Saved entries
^^^^^^^^^^^^^^^^

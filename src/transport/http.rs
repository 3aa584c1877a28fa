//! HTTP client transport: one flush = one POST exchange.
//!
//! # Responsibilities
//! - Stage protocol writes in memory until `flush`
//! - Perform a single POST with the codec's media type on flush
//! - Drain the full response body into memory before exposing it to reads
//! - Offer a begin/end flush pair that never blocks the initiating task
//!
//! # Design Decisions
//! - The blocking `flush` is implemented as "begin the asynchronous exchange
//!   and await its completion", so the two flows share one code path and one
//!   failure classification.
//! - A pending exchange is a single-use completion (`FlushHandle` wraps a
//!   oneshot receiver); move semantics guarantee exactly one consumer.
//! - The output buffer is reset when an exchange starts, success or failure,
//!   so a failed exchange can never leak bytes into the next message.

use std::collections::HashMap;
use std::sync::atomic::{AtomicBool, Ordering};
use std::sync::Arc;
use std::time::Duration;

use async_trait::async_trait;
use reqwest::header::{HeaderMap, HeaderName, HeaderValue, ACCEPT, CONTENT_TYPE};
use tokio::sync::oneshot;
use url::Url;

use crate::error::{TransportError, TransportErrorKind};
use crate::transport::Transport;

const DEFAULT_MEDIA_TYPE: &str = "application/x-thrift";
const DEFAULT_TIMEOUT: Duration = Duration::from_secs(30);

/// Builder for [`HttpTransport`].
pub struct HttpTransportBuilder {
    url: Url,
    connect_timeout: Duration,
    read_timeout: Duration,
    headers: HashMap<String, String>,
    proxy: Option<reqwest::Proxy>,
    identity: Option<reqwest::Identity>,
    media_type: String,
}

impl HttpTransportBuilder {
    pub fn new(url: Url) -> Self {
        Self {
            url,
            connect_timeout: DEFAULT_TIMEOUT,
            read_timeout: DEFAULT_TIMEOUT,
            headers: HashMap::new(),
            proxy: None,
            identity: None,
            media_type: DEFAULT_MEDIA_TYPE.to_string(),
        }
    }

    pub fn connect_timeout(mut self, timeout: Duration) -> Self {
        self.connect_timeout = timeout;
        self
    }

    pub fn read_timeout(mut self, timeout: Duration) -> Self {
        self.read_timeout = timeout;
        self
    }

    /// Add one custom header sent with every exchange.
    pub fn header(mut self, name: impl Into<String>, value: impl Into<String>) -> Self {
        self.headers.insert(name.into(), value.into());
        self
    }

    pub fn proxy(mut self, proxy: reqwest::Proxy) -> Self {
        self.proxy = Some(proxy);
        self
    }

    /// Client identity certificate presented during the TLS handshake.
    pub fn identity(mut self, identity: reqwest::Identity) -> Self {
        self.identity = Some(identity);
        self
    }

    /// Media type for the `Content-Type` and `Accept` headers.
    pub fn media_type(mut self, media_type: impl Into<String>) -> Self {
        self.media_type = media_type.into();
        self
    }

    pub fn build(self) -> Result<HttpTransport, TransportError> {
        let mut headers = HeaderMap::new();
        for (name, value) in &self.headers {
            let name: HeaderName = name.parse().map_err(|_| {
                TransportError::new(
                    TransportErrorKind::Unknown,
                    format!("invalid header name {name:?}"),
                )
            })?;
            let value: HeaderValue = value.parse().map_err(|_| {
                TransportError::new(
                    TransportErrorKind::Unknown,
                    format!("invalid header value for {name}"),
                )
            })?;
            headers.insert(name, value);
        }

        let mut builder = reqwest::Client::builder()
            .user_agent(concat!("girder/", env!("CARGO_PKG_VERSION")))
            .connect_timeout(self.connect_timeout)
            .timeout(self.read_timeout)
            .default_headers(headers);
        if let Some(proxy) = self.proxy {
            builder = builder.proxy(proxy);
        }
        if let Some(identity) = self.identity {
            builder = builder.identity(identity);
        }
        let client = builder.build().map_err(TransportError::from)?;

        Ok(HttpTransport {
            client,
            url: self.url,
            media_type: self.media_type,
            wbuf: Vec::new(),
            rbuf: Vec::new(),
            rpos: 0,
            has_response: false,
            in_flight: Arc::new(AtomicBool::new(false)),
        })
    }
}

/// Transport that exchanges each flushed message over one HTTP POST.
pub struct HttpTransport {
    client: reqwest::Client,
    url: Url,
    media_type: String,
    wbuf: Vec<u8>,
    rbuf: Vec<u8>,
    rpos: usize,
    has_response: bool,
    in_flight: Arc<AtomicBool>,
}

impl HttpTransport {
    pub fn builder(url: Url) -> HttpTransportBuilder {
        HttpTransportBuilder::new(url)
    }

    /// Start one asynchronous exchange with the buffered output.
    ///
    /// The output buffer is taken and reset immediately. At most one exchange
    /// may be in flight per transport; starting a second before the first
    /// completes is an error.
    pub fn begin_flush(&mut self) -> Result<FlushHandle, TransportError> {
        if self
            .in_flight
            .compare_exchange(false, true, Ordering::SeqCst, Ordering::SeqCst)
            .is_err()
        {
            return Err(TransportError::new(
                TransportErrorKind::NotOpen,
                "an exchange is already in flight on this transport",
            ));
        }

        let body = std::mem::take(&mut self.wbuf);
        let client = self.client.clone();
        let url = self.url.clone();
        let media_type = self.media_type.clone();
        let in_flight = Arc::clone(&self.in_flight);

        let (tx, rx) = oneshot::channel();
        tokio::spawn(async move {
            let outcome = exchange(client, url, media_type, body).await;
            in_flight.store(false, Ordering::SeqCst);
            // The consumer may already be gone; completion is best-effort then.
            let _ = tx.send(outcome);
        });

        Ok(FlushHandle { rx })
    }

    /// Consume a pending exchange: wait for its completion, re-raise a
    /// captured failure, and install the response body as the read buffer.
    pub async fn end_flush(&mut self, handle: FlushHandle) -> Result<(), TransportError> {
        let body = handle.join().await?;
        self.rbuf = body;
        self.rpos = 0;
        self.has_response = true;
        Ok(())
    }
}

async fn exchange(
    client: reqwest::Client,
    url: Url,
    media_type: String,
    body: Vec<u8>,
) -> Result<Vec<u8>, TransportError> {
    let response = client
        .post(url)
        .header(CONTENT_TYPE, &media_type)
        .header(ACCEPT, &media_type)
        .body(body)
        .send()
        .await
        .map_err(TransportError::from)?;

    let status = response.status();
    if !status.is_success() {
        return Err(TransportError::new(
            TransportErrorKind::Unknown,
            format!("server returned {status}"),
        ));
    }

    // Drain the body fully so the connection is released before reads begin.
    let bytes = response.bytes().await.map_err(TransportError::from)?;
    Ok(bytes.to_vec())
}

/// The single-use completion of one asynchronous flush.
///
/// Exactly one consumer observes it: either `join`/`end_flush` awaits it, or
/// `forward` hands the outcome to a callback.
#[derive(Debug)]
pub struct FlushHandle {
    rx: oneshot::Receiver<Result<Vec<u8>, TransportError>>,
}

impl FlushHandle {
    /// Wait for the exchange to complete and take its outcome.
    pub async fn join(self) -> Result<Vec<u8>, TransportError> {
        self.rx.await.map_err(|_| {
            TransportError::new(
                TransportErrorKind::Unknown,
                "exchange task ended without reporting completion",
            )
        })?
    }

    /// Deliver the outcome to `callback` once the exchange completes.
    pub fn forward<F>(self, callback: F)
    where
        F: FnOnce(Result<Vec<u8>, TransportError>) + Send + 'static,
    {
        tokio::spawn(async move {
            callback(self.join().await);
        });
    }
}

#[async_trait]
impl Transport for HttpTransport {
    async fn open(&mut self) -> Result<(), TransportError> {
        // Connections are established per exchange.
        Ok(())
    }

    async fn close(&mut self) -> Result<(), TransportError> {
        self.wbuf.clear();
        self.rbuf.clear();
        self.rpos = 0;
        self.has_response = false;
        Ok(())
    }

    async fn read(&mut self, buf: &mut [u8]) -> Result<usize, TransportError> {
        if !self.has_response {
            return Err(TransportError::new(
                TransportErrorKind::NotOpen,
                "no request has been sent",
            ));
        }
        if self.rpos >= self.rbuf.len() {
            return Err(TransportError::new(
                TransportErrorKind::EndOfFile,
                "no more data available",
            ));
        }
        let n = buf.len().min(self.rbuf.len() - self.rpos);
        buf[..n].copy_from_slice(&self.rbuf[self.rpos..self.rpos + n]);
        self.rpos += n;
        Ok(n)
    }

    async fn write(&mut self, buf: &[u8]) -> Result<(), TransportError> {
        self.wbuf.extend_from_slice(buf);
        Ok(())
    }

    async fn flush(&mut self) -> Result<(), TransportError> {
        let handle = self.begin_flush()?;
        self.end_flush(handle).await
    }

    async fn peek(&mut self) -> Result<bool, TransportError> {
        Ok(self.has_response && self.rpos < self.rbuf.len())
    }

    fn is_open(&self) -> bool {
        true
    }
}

^^^^^^^^^^^^^^^^

**Task to carry out:** Reproduce the entries exactly, but only from their first line to the line holding "- A pending", with that last line kept.

**Finished task:**
filename src/transport/http.rs
repository 3aa584c1877a28fa
//! HTTP client transport: one flush = one POST exchange.
//!
//! # Responsibilities
//! - Stage protocol writes in memory until `flush`
//! - Perform a single POST with the codec's media type on flush
//! - Drain the full response body into memory before exposing it to reads
//! - Offer a begin/end flush pair that never blocks the initiating task
//!
//! # Design Decisions
//! - The blocking `flush` is implemented as "begin the asynchronous exchange
//!   and await its completion", so the two flows share one code path and one
//!   failure classification.
//! - A pending exchange is a single-use completion (`FlushHandle` wraps a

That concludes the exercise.